Our estimates of excess deaths remain ‘in the absence of the pandemic’ for each of the three years 2020 to 2022. We have not included any COVID-19 deaths in the baseline, as these would not exist in the absence of the pandemic.

As always, it is important to note that predicted death numbers are increasing faster from demographic changes (aging and population size) than they are reducing due to mortality improvement. Therefore, our model predicts higher numbers of deaths in each successive year. 

Comparison to ABS reporting

The results we present here differ from those quoted by the ABS in its commentary surrounding the release of the Provisional Mortality Statistics. For 2022, the most significant difference is in the determination of the baseline, where the ABS uses a simple average of the number of deaths from 2017, 2018, 2019 and 2021, with no allowance for mortality trends or demographic changes. In our view, this understates the baseline and therefore overstates the measure of excess deaths.

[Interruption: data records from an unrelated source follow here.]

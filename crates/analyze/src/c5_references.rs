//! C5: department, severity, and symptom references.
//!
//! Terminate actions and checklist items carry ids into the reference
//! tables; the engine degrades unknown ids to id-only display records,
//! so the mismatch only shows up in front of the patient. Tree keys
//! that match no declared symptom are unreachable by selection.

use serde::Serialize;
use triage_rules::{Action, RulesetBundle};

use crate::graph::all_trees;

#[derive(Debug, Clone, Serialize)]
pub struct UnknownRef {
    /// "department" or "severity".
    pub table: String,
    pub id: String,
    /// Where the reference appears (qid or checklist item).
    pub context: String,
}

#[derive(Debug, Clone, Serialize)]
pub struct C5Result {
    pub unknown_refs: Vec<UnknownRef>,
    pub unknown_tree_symptoms: Vec<String>,
}

pub fn run(bundle: &RulesetBundle) -> C5Result {
    let departments: std::collections::BTreeSet<&str> =
        bundle.departments.iter().map(|d| d.id.as_str()).collect();
    let severities: std::collections::BTreeSet<&str> =
        bundle.severity_levels.iter().map(|s| s.id.as_str()).collect();
    let mut unknown_refs = Vec::new();

    let check_dept = |id: &str, context: &str, out: &mut Vec<UnknownRef>| {
        if !departments.is_empty() && !departments.contains(id) {
            out.push(UnknownRef {
                table: "department".to_string(),
                id: id.to_string(),
                context: context.to_string(),
            });
        }
    };
    let check_sev = |id: &str, context: &str, out: &mut Vec<UnknownRef>| {
        if !severities.is_empty() && !severities.contains(id) {
            out.push(UnknownRef {
                table: "severity".to_string(),
                id: id.to_string(),
                context: context.to_string(),
            });
        }
    };

    for items in bundle.er_adult.values().chain(bundle.er_pediatric.values()) {
        for item in items {
            for sev in item.min_severity.iter().chain(item.severity.iter()) {
                check_sev(&sev.id, &item.qid, &mut unknown_refs);
            }
            for dept in item.department.iter().flatten() {
                check_dept(&dept.id, &item.qid, &mut unknown_refs);
            }
        }
    }
    for (_, _, questions) in all_trees(bundle) {
        for question in questions {
            for action in question.actions() {
                if let Action::Terminate { metadata, .. } = action {
                    for dept in &metadata.department {
                        check_dept(&dept.id, question.qid(), &mut unknown_refs);
                    }
                    for sev in metadata.severity.iter().flatten() {
                        check_sev(&sev.id, question.qid(), &mut unknown_refs);
                    }
                }
            }
        }
    }

    let symptom_names: std::collections::BTreeSet<&str> =
        bundle.symptoms.iter().map(|s| s.name.as_str()).collect();
    let mut unknown_tree_symptoms: Vec<String> = Vec::new();
    if !symptom_names.is_empty() {
        for key in bundle
            .oldcarts
            .keys()
            .chain(bundle.opd.keys())
            .chain(bundle.er_adult.keys())
            .chain(bundle.er_pediatric.keys())
        {
            if !symptom_names.contains(key.as_str())
                && !unknown_tree_symptoms.contains(key)
            {
                unknown_tree_symptoms.push(key.clone());
            }
        }
    }

    C5Result {
        unknown_refs,
        unknown_tree_symptoms,
    }
}
//! Scripted session replay.
//!
//! Feeds a JSON array of answers through a fresh session in order and
//! shows each presented step. Useful for smoke-testing a ruleset
//! change against known patient journeys.

use std::fs;
use std::path::Path;
use std::process;
use std::sync::Arc;

use serde_json::{json, Value};
use triage_eval::{Engine, EngineConfig, RuleIndex, SessionHistory, StepOutcome, TriageResult};

use crate::OutputFormat;

pub(crate) fn cmd_simulate(ruleset: &Path, script: &Path, output: OutputFormat, quiet: bool) {
    let bundle = crate::load_bundle(ruleset);
    let engine = Engine::new(Arc::new(RuleIndex::build(bundle)), EngineConfig::default());
    let answers = load_script(script);

    let mut state = engine.create_session();
    let mut history = SessionHistory::new();
    let mut transcript: Vec<Value> = Vec::new();

    if output == OutputFormat::Text && !quiet {
        println!("session started at phase: {}", state.phase.name());
    }

    for (i, answer) in answers.iter().enumerate() {
        if state.terminated {
            eprintln!("warning: {} unused answer(s) left in script", answers.len() - i);
            break;
        }
        match engine.submit_answer(&mut state, &mut history, answer.clone()) {
            Ok(outcome) => {
                if output == OutputFormat::Text {
                    print_outcome(&outcome, quiet);
                }
                transcript.push(json!({"submitted": answer, "outcome": outcome}));
            }
            Err(e) => {
                eprintln!("error at script step {}: {}", i + 1, e);
                process::exit(1);
            }
        }
    }

    match output {
        OutputFormat::Json => {
            let doc = json!({
                "steps": transcript,
                "final": engine.current_step(&state),
            });
            let pretty = serde_json::to_string_pretty(&doc)
                .unwrap_or_else(|e| format!("serialization error: {}", e));
            println!("{}", pretty);
        }
        OutputFormat::Text => {
            if !state.terminated && !quiet {
                println!(
                    "script exhausted; session still awaiting input at phase: {}",
                    state.phase.name()
                );
            }
        }
    }
}

fn load_script(path: &Path) -> Vec<Value> {
    let raw = match fs::read_to_string(path) {
        Ok(raw) => raw,
        Err(e) => {
            eprintln!("error: cannot read {}: {}", path.display(), e);
            process::exit(1);
        }
    };
    match serde_json::from_str::<Value>(&raw) {
        Ok(Value::Array(items)) => items,
        Ok(_) => {
            eprintln!("error: {} must contain a JSON array of answers", path.display());
            process::exit(1);
        }
        Err(e) => {
            eprintln!("error: {} is not valid JSON: {}", path.display(), e);
            process::exit(1);
        }
    }
}

fn print_outcome(outcome: &StepOutcome, quiet: bool) {
    match outcome {
        StepOutcome::Questions(step) => {
            if quiet {
                return;
            }
            println!(
                "-> {} question(s) at phase: {}",
                step.questions.len(),
                step.phase.name()
            );
            for card in &step.questions {
                println!("   [{}] {}", card.qid, card.text);
            }
        }
        StepOutcome::Terminated(result) => {
            println!("-> terminated: {}", result.reason);
            print_result(result);
        }
        StepOutcome::Completed(result) => {
            println!("-> completed: {}", result.reason);
            print_result(result);
        }
    }
}

fn print_result(result: &TriageResult) {
    for dept in &result.departments {
        println!("   department: {} ({})", dept.name, dept.id);
    }
    if let Some(sev) = &result.severity {
        println!("   severity: {} ({})", sev.name, sev.id);
    }
}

For example, the ABS has reported about 8,500 (17%) excess deaths in the first four months of 2022, in comparison with our estimate of 6,800 (13%).

Excess deaths to 30 April 2022

Figure 1 and Table 1 below summarise the results of our analysis. This article concentrates on the experience in 2022, but we have also shown the 2020 and 2021 results for context.

Deaths were above the upper end of the prediction interval (i.e. above the 97.5th percentile) for all but one week of 2022 so far. 

Table 1 – Excess deaths in Australia

For the month of April 2022, total deaths were 9% (or +1,200) higher than predicted. More than half of the excess deaths were doctor-certified deaths due to COVID-19. Both ischaemic heart disease and other unspecified causes also made a significant contribution to excess deaths, as did coroner-referred deaths (which will include some COVID-19 deaths). 

For the first four months of 2022, total deaths were 13% (or +6,800) higher than predicted. This compares with excess deaths of -4,500 for 2020 and +3,400 for 2021. 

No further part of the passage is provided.